15/06/2026
LANOTA. El debate sobre el derecho a una muerte digna ha dejado de ser una discusión de nicho para convertirse en una exigencia social palpable en las calles de la capital mexicana. Integrantes de la organización civil Libertad para Morir se concentraron frente al Ángel de la Independencia para presentar la primera iniciativa ciudadana que busca legalizar la eutanasia en la Ciudad de México, marcando un hito en la agenda de derechos de la metrópoli.
Esta propuesta no solo pretende transformar el marco legal local, sino abrir una conversación profunda, ética y compasiva sobre la autonomía corporal en la etapa terminal de la existencia. Al tratarse de un mecanismo de participación ciudadana directa, la recolección de firmas iniciada busca otorgar el carácter de iniciativa preferente al proyecto. De conseguir el respaldo necesario, el Congreso de la Ciudad de México estará obligado por ley a discutir y votar la propuesta durante el mismo periodo legislativo en que sea presentada, impidiendo que el tema sea relegado a la congeladora política.
EL MODELO INTERNACIONAL: DE LA VANGUARDIA EUROPEA A LA COMPASIÓN AMERICANA
La iniciativa de la Ciudad de México no parte de un vacío conceptual; se nutre de experiencias internacionales que han demostrado que la muerte asistida puede regularse bajo estrictos estándares éticos y de salud pública. Países como Holanda y Bélgica, pioneros globales desde principios del siglo XXI, han consolidado sistemas donde el alivio del sufrimiento intolerable es un derecho garantizado.
En América Latina, Colombia se posicionó como el referente regional tras despenalizar la eutanasia mediante fallos de su Corte Constitucional y posterior regulación ministerial, permitiendo que pacientes con enfermedades terminales o crónicas degenerativas accedan a una muerte médica supervisada. Asimismo, España aprobó su ley de eutanasia en 2021, estableciendo comisiones de evaluación independientes que garantizan que la decisión del paciente sea informada, reiterada y libre de presiones externas, un espejo en el cual busca mirarse el proyecto capitalino.
LA PROPUESTA EN LA CDMX: AUTONOMÍA, LEY Y CANDADOS MÉDICOS
El proyecto de ley propuesto por Libertad para Morir se enfoca de manera estricta en personas adultas con enfermedades graves e incurables que les generan un sufrimiento físico o mental intolerable. La propuesta cuida tanto el derecho del paciente como la integridad de los profesionales de la salud a través de un esquema que contempla:
- Evaluaciones independientes: Procesos de supervisión institucional y comisiones médicas que dictaminen la procedencia de cada solicitud para evitar abusos o decisiones tomadas bajo estados de depresión tratable.

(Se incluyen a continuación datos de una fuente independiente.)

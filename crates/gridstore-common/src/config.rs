//! Configuration types for GridStore
//!
//! This module defines configuration structures used across components.

use crate::error::{Error, Result};
use serde::{Deserialize, Serialize};
use std::path::PathBuf;

/// Largest page size the page layout can address
pub const MAX_PAGE_SIZE: usize = 64 * 1024;

/// Smallest supported page size
pub const MIN_PAGE_SIZE: usize = 512;

/// Root configuration for a GridStore node
#[derive(Clone, Debug, Default, Serialize, Deserialize)]
#[serde(default)]
pub struct Config {
    /// Node configuration
    pub node: NodeConfig,
    /// Page memory configuration
    pub memory: MemoryConfig,
    /// Write-ahead log configuration
    pub wal: WalConfig,
    /// Checkpoint configuration
    pub checkpoint: CheckpointConfig,
    /// Durability mode
    pub durability: Durability,
}

impl Config {
    /// Configuration rooted at the given data directory
    #[must_use]
    pub fn with_data_dir(data_dir: impl Into<PathBuf>) -> Self {
        Self {
            node: NodeConfig {
                data_dir: data_dir.into(),
                ..NodeConfig::default()
            },
            ..Self::default()
        }
    }

    /// Validate cross-field constraints
    pub fn validate(&self) -> Result<()> {
        let page_size = self.memory.page_size;
        if !(MIN_PAGE_SIZE..=MAX_PAGE_SIZE).contains(&page_size) || page_size % MIN_PAGE_SIZE != 0
        {
            return Err(Error::Configuration(format!(
                "page size {page_size} must be a multiple of {MIN_PAGE_SIZE} between {MIN_PAGE_SIZE} and {MAX_PAGE_SIZE}"
            )));
        }

        if self.memory.policies.is_empty() {
            return Err(Error::Configuration(
                "at least one memory policy is required".into(),
            ));
        }

        for policy in &self.memory.policies {
            if policy.name.is_empty() {
                return Err(Error::Configuration("memory policy name is empty".into()));
            }
            if policy.max_size < page_size as u64 {
                return Err(Error::Configuration(format!(
                    "memory policy {} is smaller than one page",
                    policy.name
                )));
            }
        }

        if self.memory.policy(&self.memory.default_policy).is_none() {
            return Err(Error::Configuration(format!(
                "default memory policy {} is not defined",
                self.memory.default_policy
            )));
        }

        Ok(())
    }

    /// Directory holding the WAL
    #[must_use]
    pub fn wal_dir(&self) -> PathBuf {
        self.node.data_dir.join("wal")
    }

    /// Directory holding page stores and the checkpoint header
    #[must_use]
    pub fn store_dir(&self) -> PathBuf {
        self.node.data_dir.join("store")
    }
}

/// Node identity configuration
#[derive(Clone, Debug, Serialize, Deserialize)]
#[serde(default)]
pub struct NodeConfig {
    /// Node name (human-readable identifier)
    pub name: String,
    /// Data directory for WAL, page stores and node identity
    pub data_dir: PathBuf,
}

impl Default for NodeConfig {
    fn default() -> Self {
        Self {
            name: "gridstore-node".to_string(),
            data_dir: PathBuf::from("./gridstore-data"),
        }
    }
}

/// Page memory configuration
#[derive(Clone, Debug, Serialize, Deserialize)]
#[serde(default)]
pub struct MemoryConfig {
    /// Page size in bytes
    pub page_size: usize,
    /// Memory policies (regions)
    pub policies: Vec<MemoryPolicyConfig>,
    /// Policy used by caches that do not name one
    pub default_policy: String,
}

impl MemoryConfig {
    /// Look up a policy by name
    #[must_use]
    pub fn policy(&self, name: &str) -> Option<&MemoryPolicyConfig> {
        self.policies.iter().find(|p| p.name == name)
    }
}

impl Default for MemoryConfig {
    fn default() -> Self {
        Self {
            page_size: 4096,
            policies: vec![MemoryPolicyConfig::default()],
            default_policy: "default".to_string(),
        }
    }
}

/// A named memory region with a fixed byte budget
#[derive(Clone, Debug, Serialize, Deserialize)]
pub struct MemoryPolicyConfig {
    /// Policy name
    pub name: String,
    /// Byte budget for pages of this policy
    pub max_size: u64,
}

impl Default for MemoryPolicyConfig {
    fn default() -> Self {
        Self {
            name: "default".to_string(),
            max_size: 200 * 1024 * 1024, // 200 MB
        }
    }
}

/// Write-ahead log configuration
#[derive(Clone, Debug, Serialize, Deserialize)]
#[serde(default)]
pub struct WalConfig {
    /// Buffer size for writes
    pub write_buffer_size: usize,
    /// WAL size that triggers an early checkpoint
    pub max_size_bytes: u64,
    /// Where compacted segments are moved (deleted when unset)
    pub archive_dir: Option<PathBuf>,
}

impl Default for WalConfig {
    fn default() -> Self {
        Self {
            write_buffer_size: 64 * 1024,     // 64 KB
            max_size_bytes: 64 * 1024 * 1024, // 64 MB
            archive_dir: None,
        }
    }
}

/// Checkpointer configuration
#[derive(Clone, Debug, Serialize, Deserialize)]
#[serde(default)]
pub struct CheckpointConfig {
    /// Run the background checkpointer
    pub background: bool,
    /// Checkpoint period (milliseconds)
    pub interval_ms: u64,
    /// Dirty page count that triggers an early checkpoint
    pub dirty_page_threshold: usize,
}

impl Default for CheckpointConfig {
    fn default() -> Self {
        Self {
            background: true,
            interval_ms: 3000,
            dirty_page_threshold: 16 * 1024,
        }
    }
}

/// Durability mode
#[derive(Clone, Copy, Debug, Default, PartialEq, Eq, Serialize, Deserialize)]
pub enum Durability {
    /// fsync every WAL append and every checkpoint (production)
    #[default]
    Full,
    /// Skip fsync. Test-only: acknowledged writes can be lost on power failure.
    Relaxed,
}

impl Durability {
    /// Whether writes must reach stable storage before returning
    #[must_use]
    pub const fn sync(self) -> bool {
        matches!(self, Self::Full)
    }
}
//! Provider error types.

use serde::Deserialize;
use std::fmt;
use thiserror::Error;

#[derive(Debug, Error)]
pub enum Error {
    #[error("Invalid client configuration: {0}")]
    Config(String),

    #[error("Failed to convert parameters for tool {tool}: {source}")]
    RequestBuild {
        tool: String,
        #[source]
        source: SchemaError,
    },

    #[error(transparent)]
    Api(#[from] ApiError),

    #[error(transparent)]
    Transport(#[from] TransportError),
}

impl Error {
    pub fn is_cancelled(&self) -> bool {
        matches!(self, Self::Transport(TransportError::Cancelled))
    }

    /// Classify a transient failure, returning its category if a retry could help.
    ///
    /// This client never retries on its own; callers build their resilience
    /// layer on top of this.
    pub fn retryable_category(&self) -> Option<&'static str> {
        match self {
            Self::Api(e) if e.status == 429 => Some("Rate limited"),
            Self::Api(e) if e.status >= 500 => Some("Server error"),
            Self::Transport(e) if e.is_timeout() => Some("Request timed out"),
            Self::Transport(TransportError::Request(_) | TransportError::Read(_)) => {
                Some("Network error")
            }
            _ => None,
        }
    }
}

/// Error returned by the provider with a non-success status.
#[derive(Debug, Clone)]
pub struct ApiError {
    pub status: u16,
    /// Message from the error envelope, empty when the body had none.
    pub message: String,
    pub error_type: Option<String>,
    pub code: Option<String>,
    /// Seconds from a `Retry-After` header.
    pub retry_after: Option<u64>,
    /// Raw response body.
    pub body: String,
}

impl fmt::Display for ApiError {
    fn fmt(&self, f: &mut fmt::Formatter<'_>) -> fmt::Result {
        if self.message.is_empty() {
            write!(f, "API error {}: {}", self.status, self.body)
        } else {
            write!(f, "API error {}: {}", self.status, self.message)
        }
    }
}

impl std::error::Error for ApiError {}

impl ApiError {
    /// Build from a response body, using the `{"error": {...}}` envelope if present.
    pub fn from_body(status: u16, body: impl Into<String>) -> Self {
        let body = body.into();
        let envelope = serde_json::from_str::<ErrorEnvelope>(&body)
            .ok()
            .map(|e| e.error)
            .filter(|e| !e.message.is_empty());

        match envelope {
            Some(err) => Self {
                status,
                message: err.message,
                error_type: err.error_type.filter(|t| !t.is_empty()),
                code: err.code.and_then(code_to_string),
                retry_after: None,
                body,
            },
            None => Self {
                status,
                message: String::new(),
                error_type: None,
                code: None,
                retry_after: None,
                body,
            },
        }
    }

    #[must_use]
    pub fn with_retry_after(mut self, retry_after: Option<u64>) -> Self {
        self.retry_after = retry_after;
        self
    }
}

/// `{"error": {"message": ..., "type": ..., "code": ...}}`
#[derive(Debug, Deserialize)]
pub(crate) struct ErrorEnvelope {
    pub error: ErrorBody,
}

#[derive(Debug, Clone, Default, Deserialize)]
pub(crate) struct ErrorBody {
    #[serde(default, deserialize_with = "crate::provider::openai_compat::null_as_default")]
    pub message: String,
    #[serde(rename = "type", default)]
    pub error_type: Option<String>,
    /// Providers send this as a string, a number, or null.
    #[serde(default)]
    pub code: Option<serde_json::Value>,
}

fn code_to_string(code: serde_json::Value) -> Option<String> {
    match code {
        serde_json::Value::String(s) if !s.is_empty() => Some(s),
        serde_json::Value::Number(n) => Some(n.to_string()),
        _ => None,
    }
}

/// Failure before or while receiving a response, where no usable HTTP reply exists.
#[derive(Debug, Error)]
pub enum TransportError {
    #[error("HTTP request failed: {0}")]
    Request(#[source] reqwest::Error),

    #[error("Failed to read response body: {0}")]
    Read(#[source] reqwest::Error),

    #[error("SSE line exceeds {limit} bytes")]
    LineTooLong { limit: usize },

    #[error("Cancelled")]
    Cancelled,
}

impl TransportError {
    pub fn is_timeout(&self) -> bool {
        match self {
            Self::Request(e) | Self::Read(e) => e.is_timeout(),
            _ => false,
        }
    }
}

/// Failure converting a tool parameter schema.
///
/// Nested failures are wrapped with the property name or `array items` they
/// occurred under, so the display reads like a path.
#[derive(Debug, Error)]
pub enum SchemaError {
    #[error("failed to convert property {name}: {source}")]
    Property {
        name: String,
        #[source]
        source: Box<SchemaError>,
    },

    #[error("failed to convert array items: {source}")]
    Items {
        #[source]
        source: Box<SchemaError>,
    },

    #[error("invalid schema: {0}")]
    Invalid(String),

    #[error("schema nesting exceeds {limit} levels")]
    TooDeep { limit: usize },
}

impl SchemaError {
    pub(crate) fn in_property(name: &str, source: SchemaError) -> Self {
        Self::Property {
            name: name.to_string(),
            source: Box::new(source),
        }
    }

    pub(crate) fn in_items(source: SchemaError) -> Self {
        Self::Items {
            source: Box::new(source),
        }
    }
}

#[cfg(test)]
mod tests {
    use super::*;

    #[test]
    fn test_api_error_from_envelope() {
        let err = ApiError::from_body(
            401,
            r#"{"error":{"message":"invalid api key","type":"auth_error"}}"#,
        );
        assert_eq!(err.status, 401);
        assert_eq!(err.message, "invalid api key");
        assert_eq!(err.error_type.as_deref(), Some("auth_error"));
        assert!(err.code.is_none());
        assert_eq!(err.to_string(), "API error 401: invalid api key");
    }

    #[test]
    fn test_api_error_numeric_code() {
        let err = ApiError::from_body(
            429,
            r#"{"error":{"message":"Rate limit exceeded","type":"rate_limit_error","code":1302}}"#,
        );
        assert_eq!(err.code.as_deref(), Some("1302"));
    }

    #[test]
    fn test_api_error_raw_body() {
        let err = ApiError::from_body(502, "<html>Bad Gateway</html>");
        assert!(err.message.is_empty());
        assert!(err.error_type.is_none());
        assert_eq!(err.body, "<html>Bad Gateway</html>");
        assert_eq!(err.to_string(), "API error 502: <html>Bad Gateway</html>");
    }

    #[test]
    fn test_api_error_envelope_without_message() {
        let err = ApiError::from_body(400, r#"{"error":{"type":"invalid_request_error"}}"#);
        assert!(err.message.is_empty());
        assert!(err.error_type.is_none());
    }

    #[test]
    fn test_schema_error_path() {
        let err = SchemaError::in_property(
            "filters",
            SchemaError::in_items(SchemaError::Invalid("`enum` must be an array".into())),
        );
        assert_eq!(
            err.to_string(),
            "failed to convert property filters: failed to convert array items: invalid schema: `enum` must be an array"
        );
    }

    #[test]
    fn test_retryable_category() {
        let rate_limited = Error::Api(ApiError::from_body(429, ""));
        assert_eq!(rate_limited.retryable_category(), Some("Rate limited"));

        let server = Error::Api(ApiError::from_body(503, ""));
        assert_eq!(server.retryable_category(), Some("Server error"));

        let auth = Error::Api(ApiError::from_body(401, ""));
        assert_eq!(auth.retryable_category(), None);

        let cancelled = Error::Transport(TransportError::Cancelled);
        assert!(cancelled.is_cancelled());
        assert_eq!(cancelled.retryable_category(), None);

        assert_eq!(Error::Config("x".into()).retryable_category(), None);
    }
}
//! OpenAI-compatible API request types.

use serde::Serialize;
use std::collections::BTreeMap;

/// Top-level request to OpenAI-compatible APIs.
#[derive(Debug, Serialize)]
pub struct OpenAIRequest {
    pub model: String,
    pub messages: Vec<OpenAIMessage>,
    pub stream: bool,
    #[serde(skip_serializing_if = "Option::is_none")]
    pub temperature: Option<f32>,
    #[serde(skip_serializing_if = "Option::is_none")]
    pub max_tokens: Option<u32>,
    #[serde(skip_serializing_if = "Option::is_none")]
    pub tools: Option<Vec<OpenAITool>>,
}

/// A message in the conversation.
#[derive(Debug, Clone, PartialEq, Eq, Serialize)]
pub struct OpenAIMessage {
    pub role: &'static str,
    pub content: String,
}

/// Tool definition for the API.
#[derive(Debug, Clone, PartialEq, Serialize)]
pub struct OpenAITool {
    #[serde(rename = "type")]
    pub tool_type: &'static str,
    pub function: FunctionDefinition,
}

/// Function definition within a tool.
#[derive(Debug, Clone, PartialEq, Serialize)]
pub struct FunctionDefinition {
    pub name: String,
    pub description: String,
    pub parameters: WireSchema,
}

/// Parameter schema as sent on the wire.
#[derive(Debug, Clone, PartialEq, Serialize)]
pub struct WireSchema {
    #[serde(rename = "type")]
    pub schema_type: &'static str,
    #[serde(skip_serializing_if = "Option::is_none")]
    pub description: Option<String>,
    #[serde(skip_serializing_if = "Option::is_none")]
    pub properties: Option<BTreeMap<String, WireSchema>>,
    #[serde(skip_serializing_if = "Vec::is_empty")]
    pub required: Vec<String>,
    #[serde(skip_serializing_if = "Option::is_none")]
    pub items: Option<Box<WireSchema>>,
    #[serde(rename = "enum", skip_serializing_if = "Vec::is_empty")]
    pub enum_values: Vec<serde_json::Value>,
}

impl WireSchema {
    /// `{"type": "object", "properties": {}}`, used when a tool has no schema.
    pub fn empty_object() -> Self {
        Self {
            schema_type: "object",
            description: None,
            properties: Some(BTreeMap::new()),
            required: Vec::new(),
            items: None,
            enum_values: Vec::new(),
        }
    }
}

- Objeción de conciencia garantizada: El personal médico que por convicciones éticas o religiosas decida no participar en el procedimiento quedará exento de hacerlo sin sufrir represalias laborales o legales.
- Obligatoriedad institucional: A pesar de la objeción individual, las instituciones estarán obligadas a contar con personal no objetor para asegurar que el acceso al derecho sea efectivo y no se diluya en trabas administrativas.
Bajo la premisa de que “una vida digna incluye morir dignamente”, el movimiento coloca en el centro la compasión y los derechos humanos. Los activistas recordaron que el contexto social es idóneo para dar este paso legislativo, pues más de siete de cada diez personas en el país apoyan cambios legales para permitir la eutanasia, reflejando una evolución en la mentalidad colectiva que prioriza el aligeramiento del dolor sobre el ensañamiento terapéutico.
CONTEXTO Y PUNTOS CLAVE DE LA NOTA
- Iniciativa ciudadana preferente: La organización Libertad para Morir busca recolectar las firmas necesarias en la CDMX para obligar al Congreso local a debatir y votar de forma prioritaria la legalización de la eutanasia.
- Criterios de elegibilidad: El beneficio legal estaría limitado de forma exclusiva a personas adultas diagnosticadas con enfermedades graves, incurables y asociadas a sufrimientos físicos o mentales intolerables.
- Garantía y objeción de conciencia: El proyecto respeta la libertad de los médicos objetores de conciencia, pero obliga a las instituciones de salud a disponer de personal capacitado y dispuesto a realizar el procedimiento.
- Sólido respaldo social: De acuerdo con los datos presentados por los activistas, más del 70% de la población mexicana se muestra a favor de reformar las leyes para permitir el acceso a la muerte asistida.
- Alineación internacional: La propuesta de la CDMX adopta los candados de supervisión y comisiones de evaluación independientes aplicados con éxito en naciones como España, Colombia y Holanda.